From: Peter Williams <pwil3058@bigpond.net.au>

Problem:

As the comment above the calculation of max_pull in the function states,
there is a need to ensure that negative results of the subtractions do
not wrap around to large numbers.  This has not been implemented for the
(max_load - busiest_load_per_task) expression and the possible
consequences are for undesirable movement of tasks from one group to
another group.
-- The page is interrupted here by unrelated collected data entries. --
//! Restores paragraphs in HTML that marks them with newlines instead of `<p>`.

use richtext_core::{elements, Document, NodeData, NodeId};

use super::TreeProcessor;

/// At root level loose text and inline elements are wrapped in `<p>`, `\n\n` starts a
/// new paragraph and a single `\n` becomes `<br>`. Inside other elements only `\n` is
/// turned into `<br>`. Preformatted content is left alone.
#[derive(Debug, Clone, Copy, Default)]
pub struct ParagraphRestorer;

impl ParagraphRestorer {
    pub fn new() -> Self {
        Self
    }
}

impl TreeProcessor for ParagraphRestorer {
    fn process(&self, document: &mut Document) {
        let root = document.root();
        document.normalize(root);
        restore_line_breaks(document);
        restore_paragraphs(document, root);
    }
}

fn is_preformatted(document: &Document, id: NodeId) -> bool {
    document
        .ancestors(id)
        .filter_map(|a| document.name(a))
        .any(|name| name == "pre" || elements::is_raw_text(name))
}

/// Replace `\n` in nested text nodes with `<br>`
fn restore_line_breaks(document: &mut Document) {
    let root = document.root();
    let texts: Vec<NodeId> = document
        .descendants(root)
        .filter(|&id| document.parent(id) != Some(root))
        .filter(|&id| {
            document
                .text(id)
                .is_some_and(|t| t.contains('\n') && !t.trim().is_empty())
        })
        .filter(|&id| !is_preformatted(document, id))
        .collect();

    for id in texts {
        let (Some(parent), Some(index)) = (document.parent(id), document.index_in_parent(id)) else {
            continue;
        };
        let text = document.text(id).unwrap_or_default().to_string();
        document.remove(id);
        let mut at = index;
        for node in lines(document, &text) {
            document.insert_child(parent, at, node);
            at += 1;
        }
    }
}

/// Text and `<br>` nodes for `text`, one break per `\n`
fn lines(document: &mut Document, text: &str) -> Vec<NodeId> {
    let mut nodes = Vec::new();
    for (i, line) in text.split('\n').enumerate() {
        if i > 0 {
            nodes.push(document.create_element("br"));
        }
        if !line.is_empty() {
            nodes.push(document.create_text(line));
        }
    }
    nodes
}

fn restore_paragraphs(document: &mut Document, root: NodeId) {
    let children = document.take_children(root);
    let mut paragraph: Option<NodeId> = None;

    for (i, &child) in children.iter().enumerate() {
        if document.is_block_level(child) {
            paragraph = None;
            document.append_child(root, child);
            continue;
        }

        let text = match document.data(child) {
            NodeData::Text(text) => text.clone(),
            _ => {
                let p = current_paragraph(document, root, &mut paragraph);
                document.append_child(p, child);
                continue;
            }
        };
        document.remove(child);

        let ends_block = children
            .get(i + 1)
            .map_or(true, |&next| document.is_block_level(next));
        let parts: Vec<&str> = text.split("\n\n").collect();
        for (n, part) in parts.iter().enumerate() {
            if n > 0 {
                paragraph = None;
            }
            let mut part: &str = part;
            if paragraph.is_none() {
                part = part.trim_start_matches('\n');
            }
            if ends_block && n + 1 == parts.len() {
                part = part.trim_end_matches('\n');
            }
            if part.trim().is_empty() && (paragraph.is_none() || ends_block) {
                continue;
            }
            let p = current_paragraph(document, root, &mut paragraph);
            for node in lines(document, part) {
                document.append_child(p, node);
            }
        }
    }
}

fn current_paragraph(document: &mut Document, root: NodeId, paragraph: &mut Option<NodeId>) -> NodeId {
    match *paragraph {
        Some(p) => p,
        None => {
            let p = document.create_element("p");
            document.append_child(root, p);
            *paragraph = Some(p);
            p
        }
    }
}
//! Conversion between node trees and styled text.

mod to_dom;
mod to_styled;

pub use to_dom::to_dom;
pub use to_styled::to_styled_text;
//! HTML entity escaping and unescaping.
//!
//! Only structurally significant characters are encoded. Everything else, astral plane
//! characters included, passes through as UTF-8.

const MAX_HEX_DIGITS: usize = 6; // 0x10FFFF
const MAX_DEC_DIGITS: usize = 7; // 1114111

/// Escape text content: `&`, `<`, `>`, `"` and the non-breaking space.
pub fn escape_text(s: &str) -> String {
    escape(s, true)
}

/// Escape an attribute value: `&`, `<`, `>` and `"`.
pub fn escape_attribute(s: &str) -> String {
    escape(s, false)
}

fn escape(s: &str, nbsp: bool) -> String {
    let mut out = String::with_capacity(s.len());
    for c in s.chars() {
        match c {
            '&' => out.push_str("&amp;"),
            '<' => out.push_str("&lt;"),
            '>' => out.push_str("&gt;"),
            '"' => out.push_str("&quot;"),
            '\u{a0}' if nbsp => out.push_str("&nbsp;"),
            _ => out.push(c),
        }
    }
    out
}

/// Decode the named entities `&amp;`, `&lt;`, `&gt;`, `&quot;`, `&apos;`, `&nbsp;` and
/// semicolon-terminated numeric references (`&#123;`, `&#x1F4A9;`).
///
/// Unknown names, missing semicolons, overlong digit runs and invalid scalar values are
/// left unchanged.
pub fn unescape(s: &str) -> String {
    if !s.contains('&') {
        return s.to_string();
    }

    let bytes = s.as_bytes();
    let mut out = String::with_capacity(s.len());
    let mut i = 0;
    let mut copy_start = 0;

    while i < bytes.len() {
        if bytes[i] != b'&' {
            i += 1;
            continue;
        }

        // Flush bytes up to '&' unchanged (preserves UTF-8).
        out.push_str(&s[copy_start..i]);

        if let Some((decoded, consumed)) = decode_at(bytes, i) {
            out.push(decoded);
            i += consumed;
        } else {
            out.push('&');
            i += 1;
        }
        copy_start = i;
    }

    out.push_str(&s[copy_start..]);
    out
}

fn decode_at(bytes: &[u8], start: usize) -> Option<(char, usize)> {
    const NAMED: &[(&[u8], char)] = &[
        (b"&amp;", '&'),
        (b"&lt;", '<'),
        (b"&gt;", '>'),
        (b"&quot;", '"'),
        (b"&apos;", '\''),
        (b"&nbsp;", '\u{a0}'),
    ];

    for (pattern, c) in NAMED {
        if bytes[start..].starts_with(pattern) {
            return Some((*c, pattern.len()));
        }
    }

    if bytes.get(start + 1) != Some(&b'#') {
        return None;
    }

    let (digits_start, radix, max_digits) = match bytes.get(start + 2) {
        Some(b'x') | Some(b'X') => (start + 3, 16, MAX_HEX_DIGITS),
        _ => (start + 2, 10, MAX_DEC_DIGITS),
    };

    let end = scan_numeric(bytes, digits_start, max_digits, radix == 16)?;
    // Digits are ASCII, so the slice is valid UTF-8.
    let digits = std::str::from_utf8(&bytes[digits_start..end]).ok()?;
    let value = u32::from_str_radix(digits, radix).ok()?;
    let c = char::from_u32(value)?;
    Some((c, end + 1 - start))
}

// Bounded scan to avoid quadratic behavior on adversarial input.
fn scan_numeric(bytes: &[u8], start: usize, max_digits: usize, hex: bool) -> Option<usize> {
    let mut j = start;
    while j < bytes.len() {
        let b = bytes[j];
        if b == b';' {
            return (j > start).then_some(j);
        }
        if j - start == max_digits {
            return None;
        }
        let ok = if hex {
            b.is_ascii_hexdigit()
        } else {
            b.is_ascii_digit()
        };
        if !ok {
            return None;
        }
        j += 1;
    }
    None
}
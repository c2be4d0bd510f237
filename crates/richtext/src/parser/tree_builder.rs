//! Builds a [`Document`] from the token stream.
//!
//! The builder keeps a stack of open elements and applies a small set of recovery rules
//! so that any input produces a tree:
//!
//! - a block start tag closes an open `<p>` that only has inline elements above it
//! - `<li>` closes an open `<li>` of the same list, a heading closes an open heading
//! - void and self-closing elements are never left open
//! - an end tag without a matching open element is ignored, `</p>` alone yields `<p></p>`
//! - an inline end tag that skips over open formatting elements reopens them after it

use log::debug;
use richtext_core::{elements, Attribute, Document, NodeData, NodeId};

use super::tokenizer::Token;

pub(crate) struct TreeBuilder {
    document: Document,
    open: Vec<NodeId>,
}

impl TreeBuilder {
    pub(crate) fn new() -> Self {
        Self {
            document: Document::new(),
            open: Vec::new(),
        }
    }

    pub(crate) fn build(mut self, tokens: Vec<Token>) -> Document {
        for token in tokens {
            match token {
                Token::StartTag {
                    name,
                    attributes,
                    self_closing,
                } => self.start_tag(&name, attributes, self_closing),
                Token::EndTag(name) => self.end_tag(&name),
                Token::Text(text) | Token::RawText(text) => self.text(&text),
                Token::Comment(text) => {
                    let comment = self.document.create_comment(&text);
                    self.append(comment);
                }
                Token::CData(text) => {
                    let cdata = self.document.create_cdata(&text);
                    self.append(cdata);
                }
            }
        }
        if !self.open.is_empty() {
            debug!("{} element(s) left open at end of input", self.open.len());
        }
        self.document
    }

    fn current(&self) -> NodeId {
        self.open.last().copied().unwrap_or(self.document.root())
    }

    fn append(&mut self, node: NodeId) {
        let parent = self.current();
        self.document.append_child(parent, node);
    }

    fn open_name(&self, index: usize) -> &str {
        self.document.name(self.open[index]).unwrap_or_default()
    }

    fn start_tag(&mut self, name: &str, attributes: Vec<Attribute>, self_closing: bool) {
        if elements::is_block(name) {
            self.close_paragraph_before_block();
        }
        if name == "li" {
            self.close_matching_until(|n| n == "li", |n| n == "ul" || n == "ol");
        }
        if elements::heading_level(name).is_some() {
            self.close_matching_until(
                |n| elements::heading_level(n).is_some(),
                |n| elements::is_block(n) && elements::heading_level(n).is_none(),
            );
        }

        let element = self.document.create_element_with(name, attributes);
        self.append(element);
        if !self_closing && !elements::is_void(name) {
            self.open.push(element);
        }
    }

    fn close_paragraph_before_block(&mut self) {
        for index in (0..self.open.len()).rev() {
            let name = self.open_name(index);
            if name == "p" {
                debug!("implicitly closing <p> before block element");
                self.open.truncate(index);
                return;
            }
            if elements::is_block(name) {
                return;
            }
        }
    }

    /// Pop through the nearest open element matching `target`, unless an element matching
    /// `boundary` is found first.
    fn close_matching_until(&mut self, target: impl Fn(&str) -> bool, boundary: impl Fn(&str) -> bool) {
        for index in (0..self.open.len()).rev() {
            let name = self.open_name(index);
            if target(name) {
                debug!("implicitly closing <{name}>");
                self.open.truncate(index);
                return;
            }
            if boundary(name) {
                return;
            }
        }
    }

    fn end_tag(&mut self, name: &str) {
        if elements::is_void(name) {
            return;
        }

        if elements::is_block(name) || !elements::is_formatting(name) {
            match (0..self.open.len()).rev().find(|i| self.open_name(*i) == name) {
                Some(index) => self.open.truncate(index),
                None if name == "p" => {
                    debug!("</p> without open paragraph");
                    let p = self.document.create_element("p");
                    self.append(p);
                }
                None => debug!("ignoring unmatched </{name}>"),
            }
            return;
        }

        // Formatting end tags only match within the current block.
        let mut found = None;
        for index in (0..self.open.len()).rev() {
            let open_name = self.open_name(index);
            if open_name == name {
                found = Some(index);
                break;
            }
            if elements::is_block(open_name) {
                break;
            }
        }
        let Some(index) = found else {
            debug!("ignoring unmatched </{name}>");
            return;
        };

        let skipped: Vec<NodeId> = self.open.drain(index + 1..).collect();
        self.open.truncate(index);
        for node in skipped {
            let Some(element) = self.document.element(node) else {
                continue;
            };
            if !elements::is_formatting(&element.name) {
                continue;
            }
            debug!("reopening <{}> after </{name}>", element.name);
            let (name, attributes) = (element.name.clone(), element.attributes.clone());
            let reopened = self.document.create_element_with(&name, attributes);
            self.append(reopened);
            self.open.push(reopened);
        }
    }

    fn text(&mut self, text: &str) {
        if text.is_empty() {
            return;
        }
        let parent = self.current();
        if let Some(last) = self.document.last_child(parent) {
            if let NodeData::Text(existing) = self.document.data_mut(last) {
                existing.push_str(text);
                return;
            }
        }
        let node = self.document.create_text(text);
        self.document.append_child(parent, node);
    }
}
E.g. consider a numa system with two nodes, each
node containing four processors.  If there are two processes in node-0
and with node-1 being completely idle,  one of those processes will be
moved to node-1 whereas the desired behavior is to retain those two
processes in node-0.

Fix:

Make sure that max_load is greater than busiest_load_per_task before
making the calculation.  If it isn't max_pull will be zero and we skip
directly to out_balanced.

Signed-off-by: Peter Williams <pwil3058@bigpond.com.au>
Cc: Ingo Molnar <mingo@elte.hu>
Signed-off-by: Andrew Morton <akpm@osdl.org>
---

 kernel/sched.c |    2 ++
 1 files changed, 2 insertions(+)

diff -puN kernel/sched.c~sched-protect-calculation-of-max_pull-from-integer-wrap kernel/sched.c
--- devel/kernel/sched.c~sched-protect-calculation-of-max_pull-from-integer-wrap	2006-04-05 21:28:25.000000000 -0700
+++ devel-akpm/kernel/sched.c	2006-04-05 21:28:25.000000000 -0700
@@ -2183,6 +2183,8 @@ find_busiest_group(struct sched_domain *
 	 * by pulling tasks to us.  Be careful of negative numbers as they'll
 	 * appear as very large values with unsigned longs.
 	 */
+	if (max_load <= busiest_load_per_task)
+		goto out_balanced;
 
 	/* Don't want to pull so many tasks that a group would go idle */
 	max_pull = min(max_load - avg_load, max_load - busiest_load_per_task);
_